Ce nom, Gilliatt, écrit par cette enfant, était tombé dans une profondeur inconnue.

Qu’était-ce que les femmes pour Gilliatt ? Lui-même n’aurait pu le dire. Quand il en rencontrait une, il lui faisait peur, et il en avait peur. Il ne parlait à une femme qu’à la dernière extrémité. Il n’avait jamais été « le galant » d’aucune campagnarde. Quand il était seul dans un chemin et qu’il voyait une femme venir vers lui, il enjambait une clôture de courtil ou se fourrait dans une broussaille et s’en allait. Il évitait même les vieilles. Il avait vu dans sa vie une parisienne. Une parisienne de passage, étrange évènement pour Guernesey à cette époque lointaine.

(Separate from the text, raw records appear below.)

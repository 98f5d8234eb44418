//! Single-pass variable frame rate decimation (mode 3).
//!
//! The stream is consumed strictly in order. Each new group classifies
//! the current cycle: video cycles pass through at the source rate, film
//! cycles are decimated and written to the timecode file at the reduced
//! rate. When the source runs out the timecode file is closed with the
//! film/video statistics.

use super::{CycleInfo, Decision, Pull, Selection, Window};
use crate::annotate::Annotator;
use crate::classify::{check_video_matches, check_video_metrics, is_video, VideoDetect};
use crate::config::DecimateConfig;
use crate::cycle::{BlendOutcome, Cycle};
use crate::error::{DecimateError, Result};
use crate::scene::scene_boundary;
use crate::select::Selector;
use crate::source::ClipInfo;
use crate::timecode::{TimecodeFormat, TimecodeWriter, VfrStats};
use std::fs::File;
use std::io::{BufWriter, Write};
use std::task::Poll;
use tracing::{debug, warn};

/// Running state of the sequential pass.
#[derive(Debug, Clone, Default, PartialEq)]
pub struct VfrState {
    /// Next output frame the pass can serve.
    pub linear_count: usize,
    /// Output frame that opened the current group.
    pub last_group: usize,
    /// First source frame of the current group.
    pub last_cycle: i64,
    /// Output frames the current group yields.
    pub ret_frames: usize,
    /// The current group is video.
    pub video: bool,
    /// Film and video tallies.
    pub stats: VfrStats,
    /// Source frame of the last output.
    pub last_source: Option<usize>,
    /// Last output frame, once the source is exhausted.
    pub finished: Option<usize>,
}

/// Mode 3 engine.
pub struct SinglePassVfr {
    cycle: usize,
    cycle_r: usize,
    vid_detect: VideoDetect,
    vid_thresh: f64,
    con_cycle: u32,
    scene_thresh: u64,
    last_frame: usize,
    num_frames: usize,
    fps: f64,
    stop_early: bool,
    selector: Selector,
    window: Window,
    state: VfrState,
    timecodes: Option<TimecodeWriter<Box<dyn Write + Send>>>,
}

impl std::fmt::Debug for SinglePassVfr {
    fn fmt(&self, f: &mut std::fmt::Formatter<'_>) -> std::fmt::Result {
        f.debug_struct("SinglePassVfr")
            .field("cycle", &self.cycle)
            .field("cycle_r", &self.cycle_r)
            .field("state", &self.state)
            .field("timecodes_open", &self.timecodes.is_some())
            .finish()
    }
}

impl SinglePassVfr {
    pub(crate) fn new(
        config: &DecimateConfig,
        annotator: &Annotator,
        info: &ClipInfo,
    ) -> Result<Self> {
        let path = config.timecodes_out.as_ref().ok_or_else(|| {
            DecimateError::invalid_params("a timecode file must be specified in mode 3")
        })?;
        let out: Box<dyn Write + Send> = Box::new(BufWriter::new(File::create(path)?));
        Self::with_writer(config, annotator, info, out)
    }

    /// Engine writing timecodes to `out`.
    pub(crate) fn with_writer(
        config: &DecimateConfig,
        annotator: &Annotator,
        info: &ClipInfo,
        out: Box<dyn Write + Send>,
    ) -> Result<Self> {
        let fps = info.fps();
        let format = TimecodeFormat::from_v1_flag(config.tcfv1);
        let timecodes = TimecodeWriter::new(out, format, fps, 3)?;
        let last_frame = info.last_frame();
        Ok(Self {
            cycle: config.cycle,
            cycle_r: config.cycle_r,
            vid_detect: config.vid_detect,
            vid_thresh: config.vid_thresh,
            con_cycle: config.con_cycle,
            scene_thresh: annotator.provider().scene_threshold(config.scene_thresh),
            last_frame,
            num_frames: info.num_frames,
            fps,
            stop_early: config.se,
            selector: Selector::new(config.selector_config()),
            window: Window::new(config.cycle, config.cycle_r, last_frame, config.sdlim),
            state: VfrState {
                last_cycle: -(config.cycle as i64),
                ..Default::default()
            },
            timecodes: Some(timecodes),
        })
    }

    /// Current pass state.
    pub fn state(&self) -> &VfrState {
        &self.state
    }

    pub(crate) fn decide(
        &mut self,
        n: usize,
        annotator: &mut Annotator,
        pull: &mut Pull<'_>,
    ) -> Result<Poll<Decision>> {
        if let Some(last) = self.state.finished {
            return self.past_end(n, last);
        }
        if n != self.state.linear_count {
            return Err(DecimateError::NonLinearAccess {
                expected: self.state.linear_count,
                requested: n,
            });
        }

        let len = self.cycle as i64;
        let new_group = n == 0 || n - self.state.last_group == self.state.ret_frames;
        if new_group {
            let next_cycle = self.state.last_cycle + len;
            if next_cycle > self.last_frame as i64 {
                return self.end(n);
            }
            let start = (next_cycle - 1).max(0) as usize;
            let end = ((next_cycle + 3 * len) as usize).min(self.last_frame);
            ready!(pull.prepare(annotator, start..=end)?);
            self.start_group(n, next_cycle, annotator)?;
        }

        let offset = n - self.state.last_group;
        let curr = &self.window.curr;
        let frame = if self.state.video {
            Some(self.state.last_cycle + offset as i64)
        } else {
            curr.get_non_dec(offset).map(|slot| curr.source_frame(slot))
        };
        let frame = match frame {
            Some(f) if f >= 0 && f <= self.last_frame as i64 => f as usize,
            _ => return self.end(n),
        };
        let cycle = new_group.then(|| CycleInfo {
            start: curr.frame,
            metrics: curr.slots().map(|i| curr.metric(i)).collect(),
        });

        self.state.linear_count += 1;
        self.state.last_source = Some(frame);
        Ok(Poll::Ready(Decision {
            output: n,
            selection: Selection::Single(frame),
            film: !self.state.video,
            cycle,
        }))
    }

    fn start_group(&mut self, n: usize, first: i64, annotator: &Annotator) -> Result<()> {
        self.state.last_group = n;
        self.state.last_cycle = first;
        self.advance(first, annotator)?;

        let thresh = self.scene_thresh;
        let (p, c, nx) = self.window.triple_mut();
        let scene = scene_boundary(p, c, nx, thresh);
        let video = is_video(p, c, nx, self.vid_detect, self.con_cycle, scene.is_some());
        let valid = c.valid_len();
        let timecodes = self
            .timecodes
            .as_mut()
            .ok_or_else(|| DecimateError::internal("timecode file already closed"))?;
        if video {
            c.outcome = BlendOutcome::Video;
            c.decided = true;
            self.state.ret_frames = self.cycle;
            self.state.stats.add_video(valid);
            timecodes.push(valid, self.fps)?;
        } else {
            self.selector.decide(p, c, nx);
            self.state.stats.add_film(valid);
            let kept = c.kept_slots().len();
            let (ret, kept_rate) = if c.outcome == BlendOutcome::TwoDuplicates {
                (self.cycle - self.cycle_r - 1, self.cycle - self.cycle_r - 1)
            } else {
                (self.cycle - self.cycle_r, self.cycle - self.cycle_r)
            };
            self.state.ret_frames = ret;
            timecodes.push(kept, self.fps * kept_rate as f64 / self.cycle as f64)?;
        }
        self.state.video = video;
        debug!(
            output = n,
            cycle = first,
            video,
            kind = ?c.kind,
            dropped = ?c.dropped_slots(),
            "mode 3 group"
        );
        Ok(())
    }

    fn advance(&mut self, first: i64, annotator: &Annotator) -> Result<()> {
        let policy = self.vid_detect;
        let thresh = self.vid_thresh;
        if !self.window.curr.is_anchored() {
            self.window.reset(first);
            let w = &mut self.window;
            for c in [&mut w.prev, &mut w.curr, &mut w.next, &mut w.nbuf] {
                fill(c, annotator)?;
            }
            classify(&w.prev.clone(), &mut w.prev, thresh, policy);
            classify(&w.prev, &mut w.curr, thresh, policy);
            classify(&w.curr, &mut w.next, thresh, policy);
            classify(&w.next, &mut w.nbuf, thresh, policy);
        } else {
            while self.window.curr.frame < first {
                self.window.rotate();
                let w = &mut self.window;
                fill(&mut w.nbuf, annotator)?;
                classify(&w.next, &mut w.nbuf, thresh, policy);
            }
        }
        Ok(())
    }

    /// The source ran out while serving output `n`.
    fn end(&mut self, n: usize) -> Result<Poll<Decision>> {
        let last = n.saturating_sub(1);
        self.state.finished = Some(last);
        if let Some(mut timecodes) = self.timecodes.take() {
            timecodes.end_section()?;
            timecodes.comment(&format!("TDecimate Mode 3:  Last Frame = {}", last))?;
            timecodes.finish(&self.state.stats, self.num_frames)?;
        }
        debug!(last_frame = last, stats = ?self.state.stats, "mode 3 reached the end of the source");
        self.past_end(n, last)
    }

    fn past_end(&self, n: usize, last: usize) -> Result<Poll<Decision>> {
        match self.state.last_source {
            Some(frame) if !self.stop_early => {
                Ok(Poll::Ready(Decision::single(n, frame, !self.state.video)))
            }
            _ => Err(DecimateError::EndOfStream { last_frame: last }),
        }
    }

    /// Close the timecode file if the end was never reached.
    pub(crate) fn finish(&mut self) -> Result<()> {
        if let Some(mut timecodes) = self.timecodes.take() {
            warn!(
                served = self.state.linear_count,
                "mode 3 finished before the end of the source"
            );
            timecodes.end_section()?;
            timecodes.finish(&self.state.stats, self.num_frames)?;
        }
        Ok(())
    }
}

fn fill(c: &mut Cycle, annotator: &Annotator) -> Result<()> {
    if annotator.populate(c) || c.is_empty() {
        Ok(())
    } else {
        Err(DecimateError::internal(format!(
            "cycle metrics missing after analysis: {}",
            c.describe()
        )))
    }
}

fn classify(prev: &Cycle, c: &mut Cycle, thresh: f64, policy: VideoDetect) {
    if c.is_empty() {
        return;
    }
    check_video_matches(prev, c);
    check_video_metrics(c, thresh, policy.variance_check());
}

#[cfg(test)]
mod tests {
    use super::super::Decimator;
    use super::*;
    use crate::config::{Hybrid, Mode};
    use crate::frame::{Frame, PixelFormat};
    use crate::rate::Rational;
    use crate::source::{FrameSource, MemorySource};
    use pretty_assertions::assert_eq;

    /// Three film cycles, each repeating its second frame.
    fn telecined() -> MemorySource {
        let lumas = [16, 40, 40, 64, 88, 112, 136, 136, 160, 184, 190, 200, 200, 210, 220];
        let frames = lumas
            .iter()
            .map(|&y| {
                let mut f = Frame::new(32, 32, PixelFormat::Yuv420p, 8);
                f.fill_plane(0, y);
                f
            })
            .collect();
        MemorySource::new(frames, Rational::ntsc_video())
    }

    fn config(dir: &tempfile::TempDir, se: bool) -> DecimateConfig {
        DecimateConfig {
            mode: Mode::Vfr,
            hybrid: Hybrid::Vfr,
            use_hints: false,
            se,
            timecodes_out: Some(dir.path().join("timecodes.txt")),
            ..Default::default()
        }
    }

    fn ready(dec: &mut Decimator, n: usize, source: &mut dyn FrameSource) -> Decision {
        match dec.decide(n, source).unwrap() {
            Poll::Ready(d) => d,
            Poll::Pending => panic!("source is immediate"),
        }
    }

    #[test]
    fn test_sequential_film_groups() {
        let dir = tempfile::tempdir().unwrap();
        let mut source = telecined();
        let mut dec = Decimator::new(&config(&dir, false), source.info()).unwrap();
        assert_eq!(dec.output_info().num_frames, 15);

        let shown: Vec<usize> = (0..12)
            .map(|n| match ready(&mut dec, n, &mut source).selection {
                Selection::Single(f) => f,
                other => panic!("unexpected blend {:?}", other),
            })
            .collect();
        assert_eq!(shown, vec![0, 1, 3, 4, 5, 6, 8, 9, 10, 11, 13, 14]);

        // Past the source end the last frame repeats up to the declared count.
        assert_eq!(ready(&mut dec, 12, &mut source).selection, Selection::Single(14));
        assert_eq!(ready(&mut dec, 14, &mut source).selection, Selection::Single(14));
        assert!(dec.decide(15, &mut source).is_err());

        let text = std::fs::read_to_string(dir.path().join("timecodes.txt")).unwrap();
        assert!(text.starts_with("# timecode format v1"));
        assert!(text.contains("# TDecimate Mode 3:  Last Frame = 11"));
        assert!(text.contains("# vfr stats:  15 - film  0 - video  15 - total"));
    }

    #[test]
    fn test_stop_early() {
        let dir = tempfile::tempdir().unwrap();
        let mut source = telecined();
        let mut dec = Decimator::new(&config(&dir, true), source.info()).unwrap();
        for n in 0..12 {
            ready(&mut dec, n, &mut source);
        }
        assert!(matches!(
            dec.decide(12, &mut source),
            Err(DecimateError::EndOfStream { last_frame: 11 })
        ));
    }

    #[test]
    fn test_rejects_random_access() {
        let dir = tempfile::tempdir().unwrap();
        let mut source = telecined();
        let mut dec = Decimator::new(&config(&dir, false), source.info()).unwrap();
        ready(&mut dec, 0, &mut source);
        assert!(matches!(
            dec.decide(5, &mut source),
            Err(DecimateError::NonLinearAccess {
                expected: 1,
                requested: 5
            })
        ));
        // Already decided frames stay available.
        assert_eq!(ready(&mut dec, 0, &mut source).selection, Selection::Single(0));
    }
}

Et Gilliatt avait entendu cette parisienne raconter en ces termes ses malheurs : « Je suis très ennuyée, je viens de recevoir des gouttes de pluie sur mon chapeau, il est abricot, et c’est une couleur qui ne pardonne pas ». Ayant trouvé plus tard, entre les feuillets d’un livre, une ancienne gravure de modes représentant « une dame de la chaussée d’Antin » en grande toilette, il l’avait collée à son mur, en souvenir de cette apparition. Les soirs d’été, il se cachait derrière les rochers de la crique houmet-paradis pour voir les paysannes se baigner en chemise dans la mer. Un jour, à travers une haie, il avait regardé la sorcière de Torteval remettre sa jarretière. Il était probablement vierge.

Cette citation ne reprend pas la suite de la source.